Prior to the tournament, I was asked about the sponsorship of TotalEnergies and whether, as part of a solution, we should ban companies who are widely seen as part of the problem. While my opinion is that dialogue, rather an ultimatum or a ban, is the only way, I appreciate that can be seen by many as naïve or wilfully ignorant.
Allow me to explain.
We live in a complex world with complex problems. Solving those problems, especially when it comes to something as significant as climate change, will require dialogue with energy companies on whose services we will continue to depend for many years to come.
When it comes to engaging with them, we have a choice. Either we ban them from sport until we feel they’re doing enough to address climate challenges or we engage them and leverage sport as a vehicle to co-create positive change. My suggestion is that we should focus on the latter. In fact, the opportunity to collaborate extends beyond sport to arts, culture and entertainment sponsorship too.

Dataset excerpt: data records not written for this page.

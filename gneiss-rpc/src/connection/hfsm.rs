/*
 * Copyright Bret Ambrose. All Rights Reserved.
 * SPDX-License-Identifier: Apache-2.0.
 */

/*!
The connection state machine: connect/disconnect lifecycle, reconnect with backoff, and client
certificate rotation.

```text
root
 ├── idle
 ├── started
 │    ├── connecting
 │    ├── connected
 │    ├── reconnect_timeout
 │    └── disconnecting
 └── faulted
```
 */

use crate::collection::{PolicyCollection, PolicyContext};
use crate::config::ConnectionOptions;
use crate::error::{GneissError, GneissResult};
use crate::event::*;
use crate::hfsm::*;
use crate::logging::*;
use crate::mqtt::*;
use crate::pipeline::{EventPipeline, TimerId};

use std::fmt;
use std::time::{Duration, Instant};

/// States of the connection state machine.
///
/// `Root` and `Started` are superstates; [`Connection::state`](crate::connection::Connection::state)
/// only ever reports one of the leaf states.
#[derive(Copy, Clone, Debug, PartialEq, Eq)]
pub enum ConnectionState {

    /// Superstate of every other state
    Root,

    /// Not connected and not trying to connect
    Idle,

    /// Superstate of the states between an open request and the return to idle
    Started,

    /// A connect attempt is in flight
    Connecting,

    /// The connection is established
    Connected,

    /// Waiting out the backoff delay before the next connect attempt
    ReconnectTimeout,

    /// A disconnect is in flight
    Disconnecting,

    /// Unrecoverable; the connection must be recreated
    Faulted,
}

impl fmt::Display for ConnectionState {
    fn fmt(&self, f: &mut fmt::Formatter<'_>) -> fmt::Result {
        match self {
            ConnectionState::Root => { write!(f, "Root") }
            ConnectionState::Idle => { write!(f, "Idle") }
            ConnectionState::Started => { write!(f, "Started") }
            ConnectionState::Connecting => { write!(f, "Connecting") }
            ConnectionState::Connected => { write!(f, "Connected") }
            ConnectionState::ReconnectTimeout => { write!(f, "ReconnectTimeout") }
            ConnectionState::Disconnecting => { write!(f, "Disconnecting") }
            ConnectionState::Faulted => { write!(f, "Faulted") }
        }
    }
}

/// Context threaded through connection state machine handlers.  `subclients` is absent while the
/// machine is being re-entered by a sub-client's own outbound operation.
pub(crate) struct ConnectionContext<'a> {
    pub(crate) pipeline: &'a mut EventPipeline,
    pub(crate) subclients: Option<&'a mut PolicyCollection>,
}

impl ConnectionContext<'_> {

    fn forward_inbound(&mut self, connection: &mut ConnectionPolicy, event: &Event<'_>) -> GneissResult<()> {
        match self.subclients.as_deref_mut() {
            Some(subclients) => {
                let mut context = PolicyContext::new(connection, &mut *self.pipeline);
                subclients.dispatch_inbound(event, &mut context)
            }
            None => { Ok(()) }
        }
    }
}

pub(crate) struct ConnectionPolicy {
    state: ConnectionState,
    options: ConnectionOptions,

    reconnect_attempts: u32,
    client_certificate_index: usize,
    connect_start: Option<Instant>,
    last_connect_latency: Duration,

    reconnect_timer: Option<TimerId>,
    disconnect_timer: Option<TimerId>,
}
/*
 * Copyright Bret Ambrose. All Rights Reserved.
 * SPDX-License-Identifier: Apache-2.0.
 */

/*!
Transport-agnostic MQTT5 connection management with request/response (RPC) and telemetry on top.

This crate contains no networking.  A [`Connection`] is a set of hierarchical state machines fed
by three kinds of input:

* application requests (open, close, invoke a command, answer a command, send or consume telemetry)
* transport events from an MQTT5 client library binding ([`TransportEvent`])
* timer expirations, serviced through [`Connection::service`]

Outbound MQTT operations are handed to an [`MqttTransport`] implementation; results and incoming
work reach the application through a single [`ConnectionEventListener`].

# Example

```no_run
use gneiss_rpc::*;
use std::sync::Arc;
use std::time::Instant;

fn run(transport: Box<dyn MqttTransport>) -> GneissResult<()> {
    let options = ConnectionOptionsBuilder::new("broker.example.com", "vehicle-1").build()?;
    let listener : ConnectionEventListener = Arc::new(|event| {
        println!("{}", event);
    });

    let mut connection = Connection::new(options, transport, listener, Instant::now());
    let client = connection.add_rpc_client(RpcClientOptionsBuilder::new("vehicle-1", "dtmi:rpc:lock;1").build()?)?;
    connection.open(Instant::now())?;

    // ... once connected
    connection.invoke(client, &InvokeRequest {
        correlation_id: CorrelationId::new_random(),
        command_name: "unlock".to_string(),
        ..Default::default()
    }, Instant::now())?;

    Ok(())
}
```

With the `tokio` feature, [`features::gneiss_tokio`] provides a task that services timers as
they expire.
 */

mod collection;
pub mod config;
pub mod connection;
pub mod error;
pub mod event;
pub mod features;
mod hfsm;
pub mod logging;
pub mod mqtt;
mod pipeline;
pub mod request;
pub mod retry;
pub mod rpc;
pub mod telemetry;

#[cfg(test)]
mod testing;

pub use collection::{RpcClientHandle, RpcServerHandle, SubclientId, TelemetryConsumerHandle, TelemetryProducerHandle};
pub use config::*;
pub use connection::{Connection, ConnectionState};
pub use error::{GneissError, GneissResult};
pub use event::*;
pub use logging::{Component, EventObserver, LogObserver, NullObserver};
pub use mqtt::*;
pub use pipeline::{MqttTransport, TimerId};
pub use request::{CorrelationId, RequestState};
pub use rpc::{RpcStatus, RPC_QOS, RPC_STATUS_MESSAGE_PROPERTY_NAME, RPC_STATUS_PROPERTY_NAME};
pub use rpc::client::{InvokeRequest, RpcClientState};
pub use rpc::pending::{PendingCommand, PendingCommands};
pub use rpc::server::{ExecutionFinishRequest, RpcServerState};
pub use rpc::topic::{TopicFormat, TopicToken, TopicTokens};
pub use telemetry::{TelemetryConsumerState, TelemetryProducerState, TelemetryRequest};
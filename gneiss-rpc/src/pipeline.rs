/*
 * Copyright Bret Ambrose. All Rights Reserved.
 * SPDX-License-Identifier: Apache-2.0.
 */

/*!
The event pipeline: the transport binding at one end, the application listener at the other,
and a deadline-based timer facility that re-enters the state machines as timeout events.
 */

use crate::error::{GneissError, GneissResult};
use crate::event::*;
use crate::logging::*;
use crate::mqtt::PacketId;

use std::collections::HashMap;
use std::fmt;
use std::sync::Arc;
use std::time::{Duration, Instant};

/// Identifies a single pipeline timer.  Timeout events carry the id of the timer that fired so a
/// state machine can ignore timers it does not own.
#[derive(Copy, Clone, Debug, PartialEq, Eq, Hash, PartialOrd, Ord)]
pub struct TimerId(u64);

impl fmt::Display for TimerId {
    fn fmt(&self, f: &mut fmt::Formatter<'_>) -> fmt::Result {
        write!(f, "{}", self.0)
    }
}

/// Outbound half of an MQTT5 client library binding.
///
/// Each call reports acceptance for delivery, not completion; completion arrives later as a
/// [`TransportEvent`] passed to the connection.  Calls must not block.
pub trait MqttTransport : Send {

    /// Starts a connection attempt
    fn connect(&mut self, request: &ConnectRequest) -> GneissResult<()>;

    /// Enqueues a publish and returns the packet id its acknowledgement will carry
    fn publish(&mut self, request: &PublishRequest<'_>) -> GneissResult<PacketId>;

    /// Enqueues a subscribe and returns the packet id its acknowledgement will carry
    fn subscribe(&mut self, request: &SubscribeRequest) -> GneissResult<PacketId>;

    /// Enqueues an unsubscribe and returns the packet id its acknowledgement will carry
    fn unsubscribe(&mut self, request: &UnsubscribeRequest) -> GneissResult<PacketId>;

    /// Starts closing the connection
    fn disconnect(&mut self) -> GneissResult<()>;
}

/// Single-shot timers keyed by id.  A created timer exists until destroyed; starting it sets a
/// deadline, and firing or stopping it clears the deadline.
#[derive(Default)]
pub(crate) struct PipelineTimers {
    next_id: u64,
    timers: HashMap<TimerId, Option<Instant>>,
}

impl PipelineTimers {

    pub(crate) fn new() -> Self {
        PipelineTimers {
            next_id: 1,
            timers: HashMap::new(),
        }
    }

    pub(crate) fn create_timer(&mut self) -> TimerId {
        let id = TimerId(self.next_id);
        self.next_id += 1;
        self.timers.insert(id, None);
        id
    }

    pub(crate) fn start_timer(&mut self, id: TimerId, now: Instant, duration: Duration) -> GneissResult<()> {
        match self.timers.get_mut(&id) {
            Some(deadline) => {
                *deadline = Some(now + duration);
                Ok(())
            }
            None => {
                Err(GneissError::new_item_not_found(format!("timer {} does not exist", id)))
            }
        }
    }

    pub(crate) fn stop_timer(&mut self, id: TimerId) {
        if let Some(deadline) = self.timers.get_mut(&id) {
            *deadline = None;
        }
    }

    pub(crate) fn destroy_timer(&mut self, id: TimerId) {
        self.timers.remove(&id);
    }

    pub(crate) fn next_deadline(&self) -> Option<Instant> {
        self.timers.values().flatten().min().copied()
    }

    /// Removes the deadline of every timer that has expired at `now` and returns their ids,
    /// earliest deadline first.
    pub(crate) fn take_expired(&mut self, now: Instant) -> Vec<TimerId> {
        let mut expired : Vec<(Instant, TimerId)> = self.timers.iter()
            .filter_map(|(id, deadline)| {
                match deadline {
                    Some(deadline) if *deadline <= now => { Some((*deadline, *id)) }
                    _ => { None }
                }
            })
            .collect();
        expired.sort();

        for (_, id) in expired.iter() {
            self.stop_timer(*id);
        }

        expired.into_iter().map(|(_, id)| id).collect()
    }

    pub(crate) fn len(&self) -> usize {
        self.timers.len()
    }
}

/// Shared plumbing every state machine of a connection reaches through its context.
pub(crate) struct EventPipeline {
    transport: Box<dyn MqttTransport>,
    timers: PipelineTimers,
    listener: ConnectionEventListener,
    observer: Arc<dyn EventObserver>,
    current_time: Instant,
    assigned_packet_id: Option<PacketId>,
}

impl EventPipeline {

    pub(crate) fn new(transport: Box<dyn MqttTransport>, listener: ConnectionEventListener, observer: Arc<dyn EventObserver>, now: Instant) -> Self {
        EventPipeline {
            transport,
            timers: PipelineTimers::new(),
            listener,
            observer,
            current_time: now,
            assigned_packet_id: None,
        }
    }

    pub(crate) fn set_current_time(&mut self, now: Instant) {
        self.current_time = now;
    }

    pub(crate) fn current_time(&self) -> Instant {
        self.current_time
    }

    pub(crate) fn observer(&self) -> &dyn EventObserver {
        self.observer.as_ref()
    }

    pub(crate) fn timer_count(&self) -> usize {
        self.timers.len()
    }

    pub(crate) fn next_deadline(&self) -> Option<Instant> {
        self.timers.next_deadline()
    }

    pub(crate) fn take_expired_timers(&mut self) -> Vec<TimerId> {
        let now = self.current_time;
        self.timers.take_expired(now)
    }

    /// Creates a timer and starts it relative to the pipeline's current time.
    pub(crate) fn start_new_timer(&mut self, duration: Duration) -> GneissResult<TimerId> {
        let id = self.timers.create_timer();
        let now = self.current_time;
        self.timers.start_timer(id, now, duration)?;
        observe_debug!(self.observer, Component::Pipeline, "timer {} started for {:?}", id, duration);
        Ok(id)
    }

    pub(crate) fn destroy_timer(&mut self, id: TimerId) {
        observe_debug!(self.observer, Component::Pipeline, "timer {} destroyed", id);
        self.timers.destroy_timer(id);
    }

    pub(crate) fn transport(&mut self) -> &mut dyn MqttTransport {
        self.transport.as_mut()
    }

    /// Records the packet id assigned to the outbound operation currently being dispatched
    pub(crate) fn set_assigned_packet_id(&mut self, id: PacketId) {
        self.assigned_packet_id = Some(id);
    }

    pub(crate) fn take_assigned_packet_id(&mut self) -> Option<PacketId> {
        self.assigned_packet_id.take()
    }

    pub(crate) fn notify(&self, event: ConnectionEvent) {
        observe_debug!(self.observer, Component::Pipeline, "notifying application of {}", event);
        (self.listener)(Arc::new(event));
    }
}

#[cfg(test)]
mod tests {
    use super::*;
    use assert_matches::assert_matches;

    #[test]
    fn timers_expire_in_deadline_order() {
        let mut timers = PipelineTimers::new();
        let now = Instant::now();

        let late = timers.create_timer();
        let early = timers.create_timer();
        let unstarted = timers.create_timer();
        timers.start_timer(late, now, Duration::from_secs(10)).unwrap();
        timers.start_timer(early, now, Duration::from_secs(5)).unwrap();

        assert_eq!(Some(now + Duration::from_secs(5)), timers.next_deadline());
        assert!(timers.take_expired(now + Duration::from_secs(4)).is_empty());
        assert_eq!(vec![early, late], timers.take_expired(now + Duration::from_secs(10)));

        // fired timers stay allocated until destroyed
        assert!(timers.take_expired(now + Duration::from_secs(20)).is_empty());
        assert_eq!(None, timers.next_deadline());
        assert_eq!(3, timers.len());

        timers.destroy_timer(late);
        timers.destroy_timer(early);
        timers.destroy_timer(unstarted);
        assert_eq!(0, timers.len());
    }

    #[test]
    fn stopped_and_destroyed_timers_never_fire() {
        let mut timers = PipelineTimers::new();
        let now = Instant::now();

        let stopped = timers.create_timer();
        let destroyed = timers.create_timer();
        timers.start_timer(stopped, now, Duration::from_secs(1)).unwrap();
        timers.start_timer(destroyed, now, Duration::from_secs(1)).unwrap();
        timers.stop_timer(stopped);
        timers.destroy_timer(destroyed);

        assert!(timers.take_expired(now + Duration::from_secs(2)).is_empty());
        assert_matches!(timers.start_timer(destroyed, now, Duration::from_secs(1)), Err(GneissError::ItemNotFound(_)));
    }
}
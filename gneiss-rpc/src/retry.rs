/*
 * Copyright Bret Ambrose. All Rights Reserved.
 * SPDX-License-Identifier: Apache-2.0.
 */

/*!
Reconnect delay computation.
 */

use rand::Rng;

use std::time::Duration;

/// Signature of a pluggable reconnect delay function:
/// `(last_connect_latency, attempt, min_delay, max_delay, max_jitter) -> delay`
pub type RetryDelayFn = fn(Duration, u32, Duration, Duration, Duration) -> Duration;

/// Default reconnect delay: exponential backoff from `min_delay` capped at `max_delay`, plus a
/// random jitter in `[0, max_jitter)` while the result stays below `max_delay`, minus the
/// latency of the last connect attempt.
pub fn default_retry_delay(last_connect_latency: Duration, attempt: u32, min_delay: Duration, max_delay: Duration, max_jitter: Duration) -> Duration {
    let jitter_millis = max_jitter.as_millis() as u64;
    let random_millis =
        if jitter_millis > 0 {
            rand::thread_rng().gen_range(0..jitter_millis)
        } else {
            0
        };

    compute_retry_delay(last_connect_latency, attempt, min_delay, max_delay, Duration::from_millis(random_millis))
}

/// Deterministic core of [`default_retry_delay`] with the random component supplied by the caller.
pub fn compute_retry_delay(last_connect_latency: Duration, attempt: u32, min_delay: Duration, max_delay: Duration, random: Duration) -> Duration {
    let delay = backoff_delay(attempt, min_delay, max_delay);

    let delay =
        if max_delay.saturating_sub(delay) > random {
            delay + random
        } else {
            delay
        };

    delay.saturating_sub(last_connect_latency)
}

// min_delay * 2^attempt, saturating at max_delay
fn backoff_delay(attempt: u32, min_delay: Duration, max_delay: Duration) -> Duration {
    let min_millis = min_delay.as_millis() as u64;
    let max_millis = max_delay.as_millis() as u64;

    let scaled = 2u64.checked_pow(attempt)
        .and_then(|factor| min_millis.checked_mul(factor))
        .unwrap_or(max_millis);

    Duration::from_millis(scaled.min(max_millis))
}
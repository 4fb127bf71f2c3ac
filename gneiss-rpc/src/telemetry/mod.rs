/*
 * Copyright Bret Ambrose. All Rights Reserved.
 * SPDX-License-Identifier: Apache-2.0.
 */

/*!
Telemetry over MQTT5: a [`producer`] that publishes named telemetry on its sender topic and a
[`consumer`] that subscribes to the telemetry of one or every sender and forwards each message to
the application.
 */

pub mod consumer;
pub mod producer;

pub use consumer::TelemetryConsumerState;
pub use producer::{TelemetryProducerState, TelemetryRequest};
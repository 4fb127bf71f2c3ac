/*
 * Copyright Bret Ambrose. All Rights Reserved.
 * SPDX-License-Identifier: Apache-2.0.
 */

/*!
Request/response (RPC) over MQTT5: status codes and property names shared by the
[`client`] and [`server`] state machines, plus topic formats and the application-side
pending-commands table.
 */

pub mod client;
pub mod pending;
pub mod server;
pub mod topic;

use crate::mqtt::QualityOfService;

use std::fmt;

/// Name of the user property carrying the RPC status of a response
pub const RPC_STATUS_PROPERTY_NAME : &str = "status";

/// Name of the user property carrying the error message of a failed response
pub const RPC_STATUS_MESSAGE_PROPERTY_NAME : &str = "statusMessage";

/// Quality of service used for every RPC publish and subscribe
pub const RPC_QOS : QualityOfService = QualityOfService::AtLeastOnce;

/// HTTP-style status code carried by RPC responses
#[derive(Copy, Clone, Debug, PartialEq, Eq, Hash, PartialOrd, Ord)]
pub struct RpcStatus(pub i32);

impl RpcStatus {

    /// Status reported when a response could not be parsed
    pub const UNKNOWN : RpcStatus = RpcStatus(0);

    pub const OK : RpcStatus = RpcStatus(200);
    pub const ACCEPTED : RpcStatus = RpcStatus(202);
    pub const NO_CONTENT : RpcStatus = RpcStatus(204);
    pub const BAD_REQUEST : RpcStatus = RpcStatus(400);
    pub const UNAUTHORIZED : RpcStatus = RpcStatus(401);
    pub const FORBIDDEN : RpcStatus = RpcStatus(403);
    pub const NOT_FOUND : RpcStatus = RpcStatus(404);
    pub const NOT_ALLOWED : RpcStatus = RpcStatus(405);
    pub const CONFLICT : RpcStatus = RpcStatus(409);
    pub const PRECONDITION_FAILED : RpcStatus = RpcStatus(412);
    pub const REQUEST_TOO_LARGE : RpcStatus = RpcStatus(413);
    pub const UNSUPPORTED_TYPE : RpcStatus = RpcStatus(415);
    pub const THROTTLED : RpcStatus = RpcStatus(429);
    pub const CLIENT_CLOSED : RpcStatus = RpcStatus(499);
    pub const SERVER_ERROR : RpcStatus = RpcStatus(500);
    pub const BAD_GATEWAY : RpcStatus = RpcStatus(502);
    pub const SERVICE_UNAVAILABLE : RpcStatus = RpcStatus(503);

    /// Status reported for publish and execution timeouts
    pub const TIMEOUT : RpcStatus = RpcStatus(504);

    /// Returns true for any status outside the 2xx range
    pub fn is_failure(&self) -> bool {
        self.0 < 200 || self.0 >= 300
    }
}

impl Default for RpcStatus {
    fn default() -> Self {
        RpcStatus::UNKNOWN
    }
}

impl fmt::Display for RpcStatus {
    fn fmt(&self, f: &mut fmt::Formatter<'_>) -> fmt::Result {
        write!(f, "{}", self.0)
    }
}

impl From<i32> for RpcStatus {
    fn from(value: i32) -> Self {
        RpcStatus(value)
    }
}

#[cfg(test)]
mod tests {
    use super::*;

    #[test]
    fn status_failure_classification() {
        assert!(!RpcStatus::OK.is_failure());
        assert!(!RpcStatus::NO_CONTENT.is_failure());
        assert!(!RpcStatus(299).is_failure());
        assert!(RpcStatus(199).is_failure());
        assert!(RpcStatus(300).is_failure());
        assert!(RpcStatus::NOT_FOUND.is_failure());
        assert!(RpcStatus::TIMEOUT.is_failure());
        assert_eq!("504", RpcStatus::TIMEOUT.to_string());
    }
}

We should absolutely be unequivocal about our expectations around commitment to sustainability and ensure our commercial partners clearly demonstrate what they’re doing to address the challenges we face. Let’s allow for them to do that and do so without prejudice.
We can set high expectations while at the same time leaving room for dialogue. These elements should not be mutually exclusive. We need to ensure that the focus is on finding solutions, not on headlines or positions that don’t get us to the outcomes that we are after.
So, as we reflect on the past few weeks of the tournament and the turmoil around the world, let dialogue and our common interests be the foundation of everything that we strive for. As for the Final, may the best team win!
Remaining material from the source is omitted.